会社としては「不正打刻をするような不誠実な社員には、会社を辞めてもらいたい」と考えても、不当に重い処分は無効になってしまうおそれがあります。
大阪労働局が公表している「平成30年における司法処分状況について」によると、平成30年に労働基準法・労働安全衛生法等の違反被疑事件として検察庁へ送検された75件のうち、労働基準法違反の解雇(労働基準法第20条)は3件で、前年より増加傾向にあります。
しかし、労働基準法違反の取り締まりは厳しくなる傾向があり、いくら不正打刻をした従業員であっても無理に辞めさせようとすると、逆に不当解雇として起訴される可能性があります。
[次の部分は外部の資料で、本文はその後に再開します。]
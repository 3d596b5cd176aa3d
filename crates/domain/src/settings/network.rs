//! WiFi form, including the advanced static-IP section.

use std::net::Ipv4Addr;

use serde::{Deserialize, Serialize};

use crate::error::ValidationError;

/// WiFi settings form.
#[derive(Debug, Clone, PartialEq, Eq, Default, Serialize, Deserialize)]
pub struct WifiSettings {
    pub ssid: String,
    pub is_connected: bool,
    pub static_ip: bool,
    pub ip_address: String,
    pub gateway: String,
    pub subnet: String,
    pub dns1: String,
    pub dns2: String,
}

impl WifiSettings {
    /// Forget the current network so the user can pick another one.
    pub fn change_network(&mut self) {
        self.ssid.clear();
        self.is_connected = false;
    }

    /// Check the static-IP section. Nothing is checked while DHCP is used.
    ///
    /// # Errors
    ///
    /// Returns [`ValidationError::InvalidIpv4`] naming the first field that
    /// does not hold a dotted-quad address. `dns2` may be left empty.
    pub fn validate(&self) -> Result<(), ValidationError> {
        if !self.static_ip {
            return Ok(());
        }
        parse_ipv4("ip_address", &self.ip_address)?;
        parse_ipv4("gateway", &self.gateway)?;
        parse_ipv4("subnet", &self.subnet)?;
        parse_ipv4("dns1", &self.dns1)?;
        if !self.dns2.trim().is_empty() {
            parse_ipv4("dns2", &self.dns2)?;
        }
        Ok(())
    }
}

fn parse_ipv4(field: &'static str, value: &str) -> Result<Ipv4Addr, ValidationError> {
    value
        .trim()
        .parse()
        .map_err(|_| ValidationError::InvalidIpv4 {
            field,
            value: value.to_string(),
        })
}

#[cfg(test)]
mod tests {
    use super::*;

    fn static_settings() -> WifiSettings {
        WifiSettings {
            static_ip: true,
            ip_address: "192.168.1.50".into(),
            gateway: "192.168.1.1".into(),
            subnet: "255.255.255.0".into(),
            dns1: "8.8.8.8".into(),
            ..WifiSettings::default()
        }
    }

    #[test]
    fn should_skip_validation_when_using_dhcp() {
        let settings = WifiSettings {
            ip_address: "not an ip".into(),
            ..WifiSettings::default()
        };
        assert!(settings.validate().is_ok());
    }

    #[test]
    fn should_accept_static_config_without_secondary_dns() {
        assert!(static_settings().validate().is_ok());
    }

    #[test]
    fn should_name_the_invalid_field() {
        let settings = WifiSettings {
            gateway: "192.168.1".into(),
            ..static_settings()
        };
        assert_eq!(
            settings.validate(),
            Err(ValidationError::InvalidIpv4 {
                field: "gateway",
                value: "192.168.1".into(),
            })
        );
    }

    #[test]
    fn should_validate_secondary_dns_when_present() {
        let settings = WifiSettings {
            dns2: "8.8.4.256".into(),
            ..static_settings()
        };
        assert!(matches!(
            settings.validate(),
            Err(ValidationError::InvalidIpv4 { field: "dns2", .. })
        ));
    }

    #[test]
    fn should_clear_ssid_on_change_network() {
        let mut settings = WifiSettings {
            ssid: "Home".into(),
            is_connected: true,
            ..WifiSettings::default()
        };
        settings.change_network();
        assert!(settings.ssid.is_empty());
        assert!(!settings.is_connected);
    }
}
では、不正に勤怠を申請した従業員を穏便かつ適法に処分するためには、どうすれば良いのでしょうか。ベリーベスト法律事務所 堺オフィスの弁護士が解説します。
1、勤怠の不正は何の罪にあたるか
タイムカードの不正打刻や改ざん・勤怠の虚偽申告は、実際の出退勤時間と異なる時間を申請することです。不正打刻・虚偽申告は、本来もらえるはずの給与よりも多い金額を得ることで会社に損害を与える不当行為です。
実際の不正打刻・虚偽申告の手口としては、
- 自分の代わりに同僚に打刻させる
- 退勤時に打刻せず、後で実際よりも遅い時刻を打刻する
- プライベートな飲み会などの後に会社に戻り、労働時間として申請する
- 遅刻した出勤時間を打刻せず、申請もれ分として遅刻していないかのように申請する
などがあります。
では、もし従業員が不正打刻や虚偽申告をしていた場合、何の罪に該当するのでしょうか。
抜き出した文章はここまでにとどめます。